The ever-closer dream of a remedy
Alberto Lleó, head of the Neurology Service’s Memory Unit at the Sant Pau hospital in Barcelona, says the Antioquia study holds serious potential. Sporadic Azheimer’s does differ from the genetic form, he says, but “the results may well be applicable.” Lleó also refers to the promising results of anti-amyloid drugs on people with plaques but very light symptoms, which boost the amyloid perspective on Alzheimer’s.
Similar studies to the one in Antioquia are being carried out in other parts of the world. One is the DIAN Observational Study, which recruits volunteers with different mutations. Another is A4, a major project to identify 1,000 volunteers with plaques but without known symptoms or mutations. These too are expected to be completed around 2020.
“We should be very close to the first treatment within five years,” says Lleó. “Perhaps not to cure the illness but modify its course, which is revolutionary in itself.” Yet given the complexity of this illness, he says, treatment will not consist merely in anti-amyloid drugs but likely be similar to AIDS, “with various drugs acting independently along different paths.” There may be a cocktail of drugs working separately on amyloid plaques and the tangles, and acting as cognitive stimulants.
A Basque country curse too?
In the Basque region in northern Spain, the Piedrahita are one of the 25 families affected by the Antioquian mutation. Lopera has traced their family origins to 1745, when a couple came to the Colombian region, probably from the Basque country. Their descendants now number some 5,000. “What we don’t understand is why the mutation hasn’t been found in Europe,” Lopera notes.

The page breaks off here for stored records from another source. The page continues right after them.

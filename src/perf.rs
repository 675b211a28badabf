//! Performance monitoring utilities.
//!
//! Frame timing and scoped instrumentation for the viewer's hot paths
//! (carousel math during drags, card rendering).
//!
//! Enable the `profiling` feature for per-scope trace output; without it the
//! `profile_scope!` macro compiles to nothing and timers only warn on
//! genuinely slow operations.

use std::collections::{HashMap, VecDeque};
use std::time::Instant;
use tracing::warn;
#[cfg(feature = "profiling")]
use tracing::trace;

// ============================================================================
// Constants
// ============================================================================

/// Target frame time for 60 FPS
pub const TARGET_FRAME_MS: f64 = 16.67;

/// Number of samples to keep for rolling averages
const SAMPLE_COUNT: usize = 60;

/// Threshold multiplier for warning (2.0 = warn if frame takes 2x target)
const WARN_THRESHOLD: f64 = 2.0;

/// Number of samples to keep for operation statistics
const STATS_SAMPLE_COUNT: usize = 100;

// ============================================================================
// Profiling Macro (zero-cost when disabled)
// ============================================================================

/// Profile a scope with the given name. Zero-cost when profiling is disabled.
///
/// # Example
/// ```ignore
/// fn handle_mouse_move() {
///     profile_scope!("handle_mouse_move");
///     // ... event handling code ...
/// }
/// ```
#[macro_export]
macro_rules! profile_scope {
    ($name:expr) => {
        #[cfg(feature = "profiling")]
        let _timer = $crate::perf::ScopedTimer::for_profiling($name);
        #[cfg(not(feature = "profiling"))]
        let _ = $name; // Suppress unused variable warning
    };
}

pub use profile_scope;

// ============================================================================
// Frame Performance Monitor
// ============================================================================

/// Tracks frame times and per-operation statistics.
pub struct PerfMonitor {
    /// Recent frame times in milliseconds
    frame_times: VecDeque<f64>,
    /// When the current frame started
    frame_start: Option<Instant>,
    /// Count of frames that exceeded the warning threshold
    slow_frame_count: u64,
    /// Total frames tracked
    total_frames: u64,
    /// Per-operation timing statistics
    operation_stats: HashMap<&'static str, OperationStats>,
}

/// Statistics for a specific operation type.
#[derive(Debug, Clone, Default)]
pub struct OperationStats {
    samples: VecDeque<f64>,
    count: u64,
    sum_ms: f64,
    max_ms: f64,
}

impl OperationStats {
    /// Record a new timing sample.
    pub fn record(&mut self, ms: f64) {
        if self.samples.len() >= STATS_SAMPLE_COUNT {
            if let Some(old) = self.samples.pop_front() {
                self.sum_ms -= old;
            }
        }
        self.samples.push_back(ms);
        self.sum_ms += ms;
        self.count += 1;
        self.max_ms = self.max_ms.max(ms);
    }

    /// Average time over recent samples.
    pub fn average(&self) -> f64 {
        if self.samples.is_empty() {
            0.0
        } else {
            self.sum_ms / self.samples.len() as f64
        }
    }

    pub fn max_ms(&self) -> f64 {
        self.max_ms
    }

    pub fn count(&self) -> u64 {
        self.count
    }
}

impl Default for PerfMonitor {
    fn default() -> Self {
        Self::new()
    }
}

impl PerfMonitor {
    pub fn new() -> Self {
        Self {
            frame_times: VecDeque::with_capacity(SAMPLE_COUNT),
            frame_start: None,
            slow_frame_count: 0,
            total_frames: 0,
            operation_stats: HashMap::new(),
        }
    }

    /// Mark the start of a frame.
    pub fn begin_frame(&mut self) {
        self.frame_start = Some(Instant::now());
    }

    /// Mark the end of a frame and record timing.
    /// Returns the frame time in milliseconds.
    pub fn end_frame(&mut self) -> Option<f64> {
        let start = self.frame_start.take()?;
        let ms = start.elapsed().as_secs_f64() * 1000.0;

        if self.frame_times.len() >= SAMPLE_COUNT {
            self.frame_times.pop_front();
        }
        self.frame_times.push_back(ms);
        self.total_frames += 1;

        if ms > TARGET_FRAME_MS * WARN_THRESHOLD {
            self.slow_frame_count += 1;
            warn!(
                frame_time_ms = format!("{:.2}", ms),
                target_ms = format!("{:.2}", TARGET_FRAME_MS),
                "Slow frame detected"
            );
        }

        Some(ms)
    }

    /// Record an operation timing.
    pub fn record_operation(&mut self, name: &'static str, elapsed_ms: f64) {
        self.operation_stats
            .entry(name)
            .or_default()
            .record(elapsed_ms);
    }

    /// Average frame time over recent samples.
    pub fn average_frame_time(&self) -> f64 {
        if self.frame_times.is_empty() {
            return 0.0;
        }
        self.frame_times.iter().sum::<f64>() / self.frame_times.len() as f64
    }

    /// Maximum frame time in recent samples.
    pub fn max_frame_time(&self) -> f64 {
        self.frame_times.iter().copied().fold(0.0, f64::max)
    }

    /// Percentage of frames that were slow.
    pub fn slow_frame_percentage(&self) -> f64 {
        if self.total_frames == 0 {
            return 0.0;
        }
        (self.slow_frame_count as f64 / self.total_frames as f64) * 100.0
    }

    /// Estimated FPS based on average frame time.
    pub fn estimated_fps(&self) -> f64 {
        let avg = self.average_frame_time();
        if avg <= 0.0 {
            return 0.0;
        }
        1000.0 / avg
    }

    /// Statistics for a specific operation.
    pub fn get_operation_stats(&self, name: &str) -> Option<&OperationStats> {
        self.operation_stats.get(name)
    }

    /// Reset all statistics.
    pub fn reset(&mut self) {
        self.frame_times.clear();
        self.slow_frame_count = 0;
        self.total_frames = 0;
        self.operation_stats.clear();
    }
}

// ============================================================================
// Scoped Timer
// ============================================================================

/// A scoped timer that logs duration on drop.
pub struct ScopedTimer {
    name: &'static str,
    start: Instant,
    threshold_ms: f64,
}

impl ScopedTimer {
    /// Create a new scoped timer with a warning threshold.
    pub fn new(name: &'static str, threshold_ms: f64) -> Self {
        Self {
            name,
            start: Instant::now(),
            threshold_ms,
        }
    }

    /// Create a timer with the default threshold (one frame).
    pub fn with_default_threshold(name: &'static str) -> Self {
        Self::new(name, TARGET_FRAME_MS)
    }

    /// Create a timer for profiling (lower threshold, 1ms).
    pub fn for_profiling(name: &'static str) -> Self {
        Self::new(name, 1.0)
    }

    /// Get elapsed time without stopping the timer.
    pub fn elapsed_ms(&self) -> f64 {
        self.start.elapsed().as_secs_f64() * 1000.0
    }
}

impl Drop for ScopedTimer {
    fn drop(&mut self) {
        let elapsed_ms = self.start.elapsed().as_secs_f64() * 1000.0;

        #[cfg(feature = "profiling")]
        if elapsed_ms > self.threshold_ms {
            trace!("[PERF] {}: {:.2}ms", self.name, elapsed_ms);
        }

        #[cfg(not(feature = "profiling"))]
        if elapsed_ms > self.threshold_ms {
            warn!(
                operation = self.name,
                elapsed_ms = format!("{:.2}", elapsed_ms),
                threshold_ms = format!("{:.2}", self.threshold_ms),
                "Slow operation"
            );
        }
    }
}

// ============================================================================
// Timing Utilities
// ============================================================================

/// Measure execution time of a closure and return both the result and
/// elapsed milliseconds.
#[inline]
pub fn measure<T, F: FnOnce() -> T>(f: F) -> (T, f64) {
    let start = Instant::now();
    let result = f();
    let elapsed_ms = start.elapsed().as_secs_f64() * 1000.0;
    (result, elapsed_ms)
}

The first case he says he observed was as a young researcher of a patient who had memory loss at the age of 47 and “curiously his father and grandfather had the same symptoms. And that was before anyone had identified a gene relating to Alzheimer’s.” More cases came in. “Just out of typical student curiosity, I used to go to the first case’s home village to reconstruct the histories of these dementias,” he recalls.
He says it was seen as a curse at the time. “In one village people said a priest had damned them for stealing in the parish. In another, they related this to natural phenomena, like touching an abnormal tree. Or they would simply ascribe it to the evil eye.”
With scientific explanations the magical attributions have practically disappeared, allowing some families to get better treatment. “Before they might even throw (relatives) out the house because they couldn’t understand their aggressive conduct or delirious fits,” he says.
Indeed, in what might be described as folklore, we can learn how locals lived with and observed the symptoms of Alzheimer’s throughout the centuries. The progression is precisely described, beginning with the “repetitive phase” or repetidora (“they repeat the same story, ask the same question”), which precedes the caminadera (wandering aimlessly), the acostadera (increasingly bed-ridden) and the orinadera (incontinence), and ending with the moridera: death.
People have become accustomed to their regional tragedy, says Lopera. He recalls a patient’s relative saying “God knows how He does things: He makes only one half of the family ill so the other half can take care of the carriers.”
Another patient once told Lopera: “You don’t know the good thing about Alzheimer’s, doctor…” No, he admitted, he’d seen little good from it. The bad thing, the patient agrees, is that it is incurable, but “the good thing is it’s not contagious.”